Subcellular localization identification
For immunofluorescence assay, leaves from ONAC023–FLAG-OE#5 and ZH11-WT 4-leaf stage seedlings under drought (RSM < 10% for 3 d), heat (45 °C for 3 h), and normal (25 °C with ample water) conditions were sampled and fixed for 30 min in 4% paraformaldehyde and then embedded in 5% agarose with a 100-μm-thick longitudinal vibration section. The samples were blocked by PBST with 5% nonfat milk and subsequently incubated with an anti-FLAG antibody (Sigma-Aldrich, F3165) followed by an Alexa Fluor 594-conjugated secondary antibody (Abclonal, AS054). The slices were stained with DAPI (4’,6-diamidino-2-phenylindole) before they were imaged by laser scanning confocal microscopy (Olympus, FV1200).
To determine ONAC023 subcellular localization in ZH11 protoplasts, ONAC023 CDS was cloned into the pM999-YFP vector to generate an ONAC023–YFP construct. Two guide RNAs targeting OsREM1.5 CDS were inserted into pRGEB32 and co-transfected with the ONAC023–YFP construct to generate mutations in OsREM1.5. An empty pM999-YFP vector was transfected as a control. The Ghd7–CFP construct was co-transfected as a nuclear marker59. Transfected protoplasts were incubated for 36 h before imaging. Four aliquots of the cells were harvested for genotyping osrem1.5 (Supplementary Fig. 12). For fluorescence co-localization analysis, the YFP and CFP fluorescent intensities of the pixels adjacent to the nucleus in each observed cell were measured by the “Plot Profile” tool in ImageJ [https://imagej.net]. The intensity values for each fluorescence were normalized by the Z-transform for each cell so that pixels from different cells could be pooled for PCC calculation. At least 12 cells for each transfection were used in the measurement. For subcellular localization detection in N. benthamiana epidermal cells, CDSs of ONAC023 and OsREM1.5 were cloned into the pCAMBIA1301S-GFP and pCAMBIA1301S-RFP vectors, respectively, and transfected N. benthamiana leaves as described in the BiFC assay.

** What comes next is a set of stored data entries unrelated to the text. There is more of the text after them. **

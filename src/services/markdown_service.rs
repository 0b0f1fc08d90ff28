//! Markdown 服务 - 业务能力层
//!
//! 只负责解析结果的展示整理，不关心流程

use anyhow::Result;
use regex::{Captures, Regex};

use crate::models::{PageData, Provider, ProviderParseResult};
use crate::utils::truncate_text;

/// Markdown 服务
///
/// 职责：
/// - 清理 LandingAI 输出中的锚点、页码标记与版权行，让各家输出可以公平对比
/// - 规范表格结构（首行提升为表头）
/// - 按页码取出单页内容并生成可读的对比报告
pub struct MarkdownService {
    anchor_re: Regex,
    table_re: Regex,
    table_id_re: Regex,
    row_re: Regex,
    cell_re: Regex,
    page_marker_re: Regex,
    copyright_re: Regex,
    blank_lines_re: Regex,
}

impl MarkdownService {
    /// 创建新的 Markdown 服务
    pub fn new() -> Result<Self> {
        Ok(Self {
            anchor_re: Regex::new(r#"<a id=["'][\w\-]+["']></a>\s*"#)?,
            table_re: Regex::new(r"(?s)<table[^>]*>.*?</table>")?,
            table_id_re: Regex::new(r#"<table[^>]*id=["']([^"']+)["'][^>]*>"#)?,
            row_re: Regex::new(r"(?s)<tr[^>]*>.*?</tr>")?,
            cell_re: Regex::new(r"(?s)<td([^>]*)>(.*?)</td>")?,
            page_marker_re: Regex::new(r"Page \| \d+\s*")?,
            copyright_re: Regex::new(r"Copyright ©\d{4}[^\n]*\n*")?,
            blank_lines_re: Regex::new(r"\n\n\n+")?,
        })
    }

    /// 按 provider 整理 markdown
    ///
    /// 只有 LandingAI 需要完整清理，其余 provider 仅去掉首尾空白。
    pub fn normalize(&self, provider: &str, markdown: &str) -> String {
        match Provider::from_name(provider) {
            Some(Provider::LandingAI) => self.normalize_landingai(markdown),
            _ => markdown.trim().to_string(),
        }
    }

    fn normalize_landingai(&self, markdown: &str) -> String {
        if markdown.is_empty() {
            return String::new();
        }

        let text = self.anchor_re.replace_all(markdown, "");
        let text = self
            .table_re
            .replace_all(&text, |caps: &Captures| self.enhance_table(&caps[0]));
        let text = self.page_marker_re.replace_all(&text, "");
        let text = self.copyright_re.replace_all(&text, "");
        let text = self.blank_lines_re.replace_all(&text, "\n\n");

        text.trim().to_string()
    }

    /// 首行 `<td>` 变为 `<th>` 并包进 `<thead>`，其余行放入 `<tbody>`
    fn enhance_table(&self, table: &str) -> String {
        let rows: Vec<&str> = self.row_re.find_iter(table).map(|m| m.as_str()).collect();
        let Some((first, rest)) = rows.split_first() else {
            return table.to_string();
        };

        let table_id = self
            .table_id_re
            .captures(table)
            .map(|caps| format!(r#" id="{}""#, &caps[1]))
            .unwrap_or_default();

        let header_row = self.cell_re.replace_all(first, "<th$1>$2</th>");

        let mut enhanced = format!("<table{}>\n<thead>\n{}\n</thead>\n<tbody>\n", table_id, header_row);
        enhanced.push_str(&rest.join("\n"));
        enhanced.push_str("\n</tbody>\n</table>");
        enhanced
    }

    /// 取出单页内容（已整理）
    pub fn page_markdown(&self, provider: &str, result: &ProviderParseResult, page_number: u32) -> Option<String> {
        result
            .page(page_number)
            .map(|page| self.normalize(provider, &page.markdown))
    }

    /// 生成单个 provider 的 markdown 报告
    ///
    /// # 参数
    /// - `title`: 标题（对战时为匿名标签，揭晓后为 provider 名称）
    /// - `provider`: provider 接口名称，用于选择整理规则
    /// - `result`: 解析结果
    pub fn render_report(&self, title: &str, provider: &str, result: &ProviderParseResult) -> String {
        let mut report = format!(
            "# {}\n\n> 共 {} 页，耗时 {:.1}s\n\n",
            title, result.total_pages, result.processing_time
        );
        for page in &result.pages {
            report.push_str(&self.render_page(provider, page));
        }
        report
    }

    fn render_page(&self, provider: &str, page: &PageData) -> String {
        let body = self.normalize(provider, &page.markdown);
        let body = if body.is_empty() {
            "*本页无内容*".to_string()
        } else {
            body
        };
        format!("## 第 {} 页\n\n{}\n\n", page.page_number, body)
    }

    /// 单行预览，用于终端输出
    pub fn preview(&self, markdown: &str, max_len: usize) -> String {
        let flat = markdown.split_whitespace().collect::<Vec<_>>().join(" ");
        truncate_text(&flat, max_len)
    }
}
pub mod logging;
pub mod retry;

pub use logging::truncate_text;
pub use retry::{retry_with_backoff, LinearBackoff};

For Western blot, cytoplasmic and nuclear proteins from 12 seedlings for each treatment were separated by the same method for nucleus isolation in the ChIP–seq assay. The supernatant extracted by EB1 buffer was used as the cytoplasmic fraction, and the nuclear extract purified by EB3 buffer was used as the nuclear fraction. Western blot was performed as described in the Co-IP assay. Cytoplasmic and nuclear protein concentrations were adjusted according to anti-Actin (Abclonal, AC009) and anti-histone H3 (Abclonal, A2348) bands, respectively, and equal amounts of samples were loaded for all the blots. ONAC023–FLAG proteins in each fraction were detected by anti-FLAG antibody (Sigma-Aldrich, F3165).

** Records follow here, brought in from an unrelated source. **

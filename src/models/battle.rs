//! 对战（盲测）相关的数据结构

use serde::{Deserialize, Serialize};

use crate::error::ConfigError;

/// 匿名标签与 provider 的对应关系
#[derive(Debug, Clone, Serialize, Deserialize, PartialEq, Eq)]
pub struct BattleAssignment {
    pub label: String,
    pub provider: String,
}

/// 对战元数据
#[derive(Debug, Clone, Serialize, Deserialize)]
pub struct BattleMetadata {
    pub battle_id: String,
    #[serde(default)]
    pub page_number: Option<u32>,
    pub assignments: Vec<BattleAssignment>,
}

impl BattleMetadata {
    /// 本场对战的所有标签（按出现顺序）
    pub fn labels(&self) -> Vec<String> {
        self.assignments.iter().map(|a| a.label.clone()).collect()
    }

    /// 查找标签对应的 provider 名称
    pub fn provider_for(&self, label: &str) -> Option<&str> {
        self.assignments
            .iter()
            .find(|a| a.label == label)
            .map(|a| a.provider.as_str())
    }
}

/// 用户的偏好选择
#[derive(Debug, Clone, Copy, PartialEq, Eq, Serialize, Deserialize)]
#[serde(rename_all = "SCREAMING_SNAKE_CASE")]
pub enum Preference {
    A,
    B,
    BothGood,
    BothBad,
}

impl Preference {
    /// 转换为提交给后端的偏好标签数组
    pub fn preferred_labels(self) -> Vec<String> {
        match self {
            Preference::A => vec!["A".to_string()],
            Preference::B => vec!["B".to_string()],
            Preference::BothGood => vec!["A".to_string(), "B".to_string()],
            Preference::BothBad => Vec::new(),
        }
    }

    pub fn as_str(self) -> &'static str {
        match self {
            Preference::A => "A",
            Preference::B => "B",
            Preference::BothGood => "BOTH_GOOD",
            Preference::BothBad => "BOTH_BAD",
        }
    }
}

impl std::str::FromStr for Preference {
    type Err = ConfigError;

    fn from_str(s: &str) -> Result<Self, Self::Err> {
        match s.trim().to_uppercase().replace('-', "_").as_str() {
            "A" => Ok(Preference::A),
            "B" => Ok(Preference::B),
            "BOTH_GOOD" | "BOTH" => Ok(Preference::BothGood),
            "BOTH_BAD" | "NEITHER" => Ok(Preference::BothBad),
            _ => Err(ConfigError::InvalidValue {
                name: "preference".to_string(),
                value: s.to_string(),
                reason: "可选 A, B, BOTH_GOOD, BOTH_BAD".to_string(),
            }),
        }
    }
}

impl std::fmt::Display for Preference {
    fn fmt(&self, f: &mut std::fmt::Formatter<'_>) -> std::fmt::Result {
        write!(f, "{}", self.as_str())
    }
}

/// 反馈提交请求
#[derive(Debug, Clone, Serialize, Deserialize)]
pub struct FeedbackRequest {
    pub battle_id: String,
    pub preferred_labels: Vec<String>,
    #[serde(skip_serializing_if = "Option::is_none")]
    pub comment: Option<String>,
}

/// 反馈提交响应，包含揭晓后的标签归属
#[derive(Debug, Clone, Serialize, Deserialize)]
pub struct FeedbackResponse {
    pub battle_id: String,
    pub assignments: Vec<BattleAssignment>,
    #[serde(default)]
    pub message: Option<String>,
}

ROS detection in rice protoplasts
To construct ONAC023–mCherry-OE OsREM1.5AAA/OsREM1.5DDD osrem1.5 protoplasts, the −2000-bp genomic region (proximal promoter) of OsREM1.5 was fused with the full-length CDS of OsREM1.5AAA or OsREM1.5DDD and cloned into the pCAMBIA2301 that carrying a Proubi::ONAC023–mcherry insertion. Then the vector was transferred into the osrem1.5 protoplasts. The onac023 osrem1.5 protoplasts were constructed by transferring the OsREM1.5-pRGEB32 vector into the protoplasts derived from onac023. After 24-h incubation in the dark at 25 °C, the transfected protoplasts were treated with 30% PEG 4000 for 25 min (a simulation for drought stress) or 45 °C for 30 min. After that, 10 µM H2DCFDA (Sigma-Aldrich, D6883) was applied to the protoplasts and incubated for 15 min. Then the protoplasts were wash three times with W5 solution before confocal imaging with excitation at 488 nm and emission at 505–525 nm by a laser scanning confocal microscopy (Olympus, FV1200). The microscopy settings were kept stable for all transfects. The ROS accumulation was quantified by the ratio of the mean H2DCFDA intensity of the observed cells vs the mean background intensity of the slice. The assay was repeated three times and > 100 cells for each transfection were involved in the quantification.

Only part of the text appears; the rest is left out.